(Data excerpts begins)
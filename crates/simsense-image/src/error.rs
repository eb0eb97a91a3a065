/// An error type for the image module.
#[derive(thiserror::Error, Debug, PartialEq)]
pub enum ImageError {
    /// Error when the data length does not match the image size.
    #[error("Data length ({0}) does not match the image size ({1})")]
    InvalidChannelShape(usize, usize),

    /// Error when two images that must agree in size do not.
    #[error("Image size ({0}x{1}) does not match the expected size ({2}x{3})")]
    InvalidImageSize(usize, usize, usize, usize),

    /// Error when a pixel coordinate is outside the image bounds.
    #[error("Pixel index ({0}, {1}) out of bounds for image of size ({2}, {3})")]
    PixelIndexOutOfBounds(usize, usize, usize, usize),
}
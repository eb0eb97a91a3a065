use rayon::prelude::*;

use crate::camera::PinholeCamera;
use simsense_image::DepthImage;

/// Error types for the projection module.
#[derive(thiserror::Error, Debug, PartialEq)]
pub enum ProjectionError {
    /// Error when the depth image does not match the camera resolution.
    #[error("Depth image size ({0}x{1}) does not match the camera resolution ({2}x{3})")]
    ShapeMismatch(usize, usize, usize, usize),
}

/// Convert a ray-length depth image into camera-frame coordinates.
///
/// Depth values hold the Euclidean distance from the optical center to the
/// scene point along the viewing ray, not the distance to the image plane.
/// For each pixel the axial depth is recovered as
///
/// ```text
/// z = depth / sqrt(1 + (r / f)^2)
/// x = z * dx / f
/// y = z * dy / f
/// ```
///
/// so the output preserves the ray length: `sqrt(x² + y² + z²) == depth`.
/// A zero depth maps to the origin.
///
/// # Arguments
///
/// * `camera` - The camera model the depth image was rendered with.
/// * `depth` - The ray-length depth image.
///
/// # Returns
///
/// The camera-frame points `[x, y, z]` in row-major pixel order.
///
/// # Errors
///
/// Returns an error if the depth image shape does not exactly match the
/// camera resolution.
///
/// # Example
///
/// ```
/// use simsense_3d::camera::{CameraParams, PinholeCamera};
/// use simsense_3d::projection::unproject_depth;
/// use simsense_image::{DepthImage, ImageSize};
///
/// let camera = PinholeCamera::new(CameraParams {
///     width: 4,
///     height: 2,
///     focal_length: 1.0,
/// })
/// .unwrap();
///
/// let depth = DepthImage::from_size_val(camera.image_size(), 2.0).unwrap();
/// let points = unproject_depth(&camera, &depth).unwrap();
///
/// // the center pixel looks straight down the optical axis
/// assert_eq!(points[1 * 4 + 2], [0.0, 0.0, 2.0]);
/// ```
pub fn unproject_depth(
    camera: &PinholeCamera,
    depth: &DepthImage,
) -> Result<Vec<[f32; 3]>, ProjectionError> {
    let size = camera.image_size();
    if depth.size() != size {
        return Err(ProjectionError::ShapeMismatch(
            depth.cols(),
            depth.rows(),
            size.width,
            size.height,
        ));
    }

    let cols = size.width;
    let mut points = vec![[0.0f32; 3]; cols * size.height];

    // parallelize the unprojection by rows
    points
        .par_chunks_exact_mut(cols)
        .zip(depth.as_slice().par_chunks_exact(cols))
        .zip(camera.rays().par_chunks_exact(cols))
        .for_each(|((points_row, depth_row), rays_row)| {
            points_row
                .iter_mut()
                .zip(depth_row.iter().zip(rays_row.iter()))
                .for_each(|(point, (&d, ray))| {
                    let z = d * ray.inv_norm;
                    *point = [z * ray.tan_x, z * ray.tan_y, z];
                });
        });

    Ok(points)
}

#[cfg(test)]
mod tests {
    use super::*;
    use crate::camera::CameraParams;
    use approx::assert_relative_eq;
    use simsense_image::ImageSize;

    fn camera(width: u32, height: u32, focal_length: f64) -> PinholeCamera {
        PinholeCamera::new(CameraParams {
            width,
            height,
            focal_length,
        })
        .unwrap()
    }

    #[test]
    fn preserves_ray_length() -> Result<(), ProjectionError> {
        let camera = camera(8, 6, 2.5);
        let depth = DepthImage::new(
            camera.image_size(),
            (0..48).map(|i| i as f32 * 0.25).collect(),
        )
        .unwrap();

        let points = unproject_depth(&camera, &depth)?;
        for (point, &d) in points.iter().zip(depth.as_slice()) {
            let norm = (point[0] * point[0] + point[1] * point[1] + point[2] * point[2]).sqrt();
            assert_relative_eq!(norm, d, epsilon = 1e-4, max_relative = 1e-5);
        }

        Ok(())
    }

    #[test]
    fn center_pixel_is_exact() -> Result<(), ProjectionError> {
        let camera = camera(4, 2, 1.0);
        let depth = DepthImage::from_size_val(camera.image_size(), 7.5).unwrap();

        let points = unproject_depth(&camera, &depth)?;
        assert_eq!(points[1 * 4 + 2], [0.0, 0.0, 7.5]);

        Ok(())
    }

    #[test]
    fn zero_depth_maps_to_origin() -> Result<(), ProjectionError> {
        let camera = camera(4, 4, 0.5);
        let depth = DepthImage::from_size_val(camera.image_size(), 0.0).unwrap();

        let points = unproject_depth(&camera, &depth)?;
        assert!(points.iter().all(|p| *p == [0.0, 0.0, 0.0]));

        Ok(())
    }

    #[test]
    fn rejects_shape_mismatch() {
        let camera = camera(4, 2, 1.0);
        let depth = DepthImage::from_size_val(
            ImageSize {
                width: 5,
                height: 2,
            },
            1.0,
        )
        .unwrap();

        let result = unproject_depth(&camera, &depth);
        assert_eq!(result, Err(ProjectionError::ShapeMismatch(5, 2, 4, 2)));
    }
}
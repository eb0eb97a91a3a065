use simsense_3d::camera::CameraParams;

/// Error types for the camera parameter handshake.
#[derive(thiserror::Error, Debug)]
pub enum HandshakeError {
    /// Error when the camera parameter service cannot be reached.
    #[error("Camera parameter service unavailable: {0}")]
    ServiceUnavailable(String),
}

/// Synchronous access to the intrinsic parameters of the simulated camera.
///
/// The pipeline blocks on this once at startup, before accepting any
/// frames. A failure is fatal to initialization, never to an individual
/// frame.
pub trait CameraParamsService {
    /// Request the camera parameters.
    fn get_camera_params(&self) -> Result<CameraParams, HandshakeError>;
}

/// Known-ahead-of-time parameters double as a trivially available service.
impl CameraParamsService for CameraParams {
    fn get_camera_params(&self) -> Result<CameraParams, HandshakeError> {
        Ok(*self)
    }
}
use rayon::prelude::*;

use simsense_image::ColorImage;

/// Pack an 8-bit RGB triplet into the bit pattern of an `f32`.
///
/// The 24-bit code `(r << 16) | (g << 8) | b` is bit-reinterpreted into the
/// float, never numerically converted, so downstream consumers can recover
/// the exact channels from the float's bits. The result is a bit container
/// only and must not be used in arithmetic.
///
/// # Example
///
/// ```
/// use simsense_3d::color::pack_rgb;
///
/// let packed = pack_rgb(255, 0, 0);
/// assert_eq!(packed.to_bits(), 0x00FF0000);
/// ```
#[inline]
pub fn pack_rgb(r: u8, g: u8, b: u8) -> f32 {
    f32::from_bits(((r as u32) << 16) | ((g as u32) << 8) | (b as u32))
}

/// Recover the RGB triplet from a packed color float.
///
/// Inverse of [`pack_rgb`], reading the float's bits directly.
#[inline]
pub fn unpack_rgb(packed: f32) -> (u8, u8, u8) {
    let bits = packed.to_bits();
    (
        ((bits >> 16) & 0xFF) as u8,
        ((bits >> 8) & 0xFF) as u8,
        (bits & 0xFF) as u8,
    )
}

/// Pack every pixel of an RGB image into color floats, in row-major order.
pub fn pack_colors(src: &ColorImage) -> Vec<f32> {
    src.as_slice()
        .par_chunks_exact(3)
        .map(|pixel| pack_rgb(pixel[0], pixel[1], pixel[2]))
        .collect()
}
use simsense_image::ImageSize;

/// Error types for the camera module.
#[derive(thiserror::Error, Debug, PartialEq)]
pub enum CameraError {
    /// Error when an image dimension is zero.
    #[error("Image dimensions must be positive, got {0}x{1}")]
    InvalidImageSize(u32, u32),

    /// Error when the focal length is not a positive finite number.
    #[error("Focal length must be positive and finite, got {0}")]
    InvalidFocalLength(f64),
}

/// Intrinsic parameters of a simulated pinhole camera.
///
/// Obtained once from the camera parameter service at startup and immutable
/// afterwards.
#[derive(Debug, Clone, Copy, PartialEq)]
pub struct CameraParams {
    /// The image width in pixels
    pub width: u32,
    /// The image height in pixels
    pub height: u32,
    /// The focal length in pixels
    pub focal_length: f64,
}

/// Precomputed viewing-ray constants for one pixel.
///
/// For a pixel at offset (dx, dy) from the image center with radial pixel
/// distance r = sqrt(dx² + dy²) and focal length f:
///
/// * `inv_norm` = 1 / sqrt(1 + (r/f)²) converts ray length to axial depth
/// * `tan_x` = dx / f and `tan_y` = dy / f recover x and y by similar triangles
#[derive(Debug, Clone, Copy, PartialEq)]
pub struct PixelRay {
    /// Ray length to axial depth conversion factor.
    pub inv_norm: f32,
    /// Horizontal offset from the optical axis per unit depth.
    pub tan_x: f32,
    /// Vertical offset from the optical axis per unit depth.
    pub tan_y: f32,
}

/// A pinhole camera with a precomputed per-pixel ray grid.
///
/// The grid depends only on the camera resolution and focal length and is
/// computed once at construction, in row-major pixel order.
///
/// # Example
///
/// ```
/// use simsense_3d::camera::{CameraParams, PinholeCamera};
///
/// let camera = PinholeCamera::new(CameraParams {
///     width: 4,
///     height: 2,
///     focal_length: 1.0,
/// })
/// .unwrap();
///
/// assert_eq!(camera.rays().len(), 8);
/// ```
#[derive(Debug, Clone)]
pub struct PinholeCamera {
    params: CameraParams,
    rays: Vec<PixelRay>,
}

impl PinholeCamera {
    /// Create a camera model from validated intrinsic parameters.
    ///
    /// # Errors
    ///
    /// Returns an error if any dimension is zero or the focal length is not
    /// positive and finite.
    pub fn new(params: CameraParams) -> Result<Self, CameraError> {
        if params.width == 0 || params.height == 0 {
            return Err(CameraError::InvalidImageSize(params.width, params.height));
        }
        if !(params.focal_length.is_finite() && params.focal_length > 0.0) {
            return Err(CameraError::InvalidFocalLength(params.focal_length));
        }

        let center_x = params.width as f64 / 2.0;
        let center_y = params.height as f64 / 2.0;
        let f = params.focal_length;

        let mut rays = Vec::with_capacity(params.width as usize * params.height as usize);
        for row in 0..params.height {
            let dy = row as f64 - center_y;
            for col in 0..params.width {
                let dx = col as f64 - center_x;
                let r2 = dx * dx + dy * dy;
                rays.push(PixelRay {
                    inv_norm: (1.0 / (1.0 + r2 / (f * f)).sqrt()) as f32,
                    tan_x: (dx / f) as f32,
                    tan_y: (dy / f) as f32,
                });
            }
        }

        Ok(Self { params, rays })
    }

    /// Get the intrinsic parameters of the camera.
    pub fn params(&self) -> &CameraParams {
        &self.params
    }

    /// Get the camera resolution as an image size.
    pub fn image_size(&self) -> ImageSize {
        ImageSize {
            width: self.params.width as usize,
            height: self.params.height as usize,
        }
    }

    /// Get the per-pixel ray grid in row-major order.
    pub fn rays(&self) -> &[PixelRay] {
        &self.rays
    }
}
(Data excerpts ends)
§ **Task requirements**:
Copy the lines above that hold the word "PixelRay".

§ **Exercise response**:
pub struct PixelRay {
    rays: Vec<PixelRay>,
                rays.push(PixelRay {
    pub fn rays(&self) -> &[PixelRay] {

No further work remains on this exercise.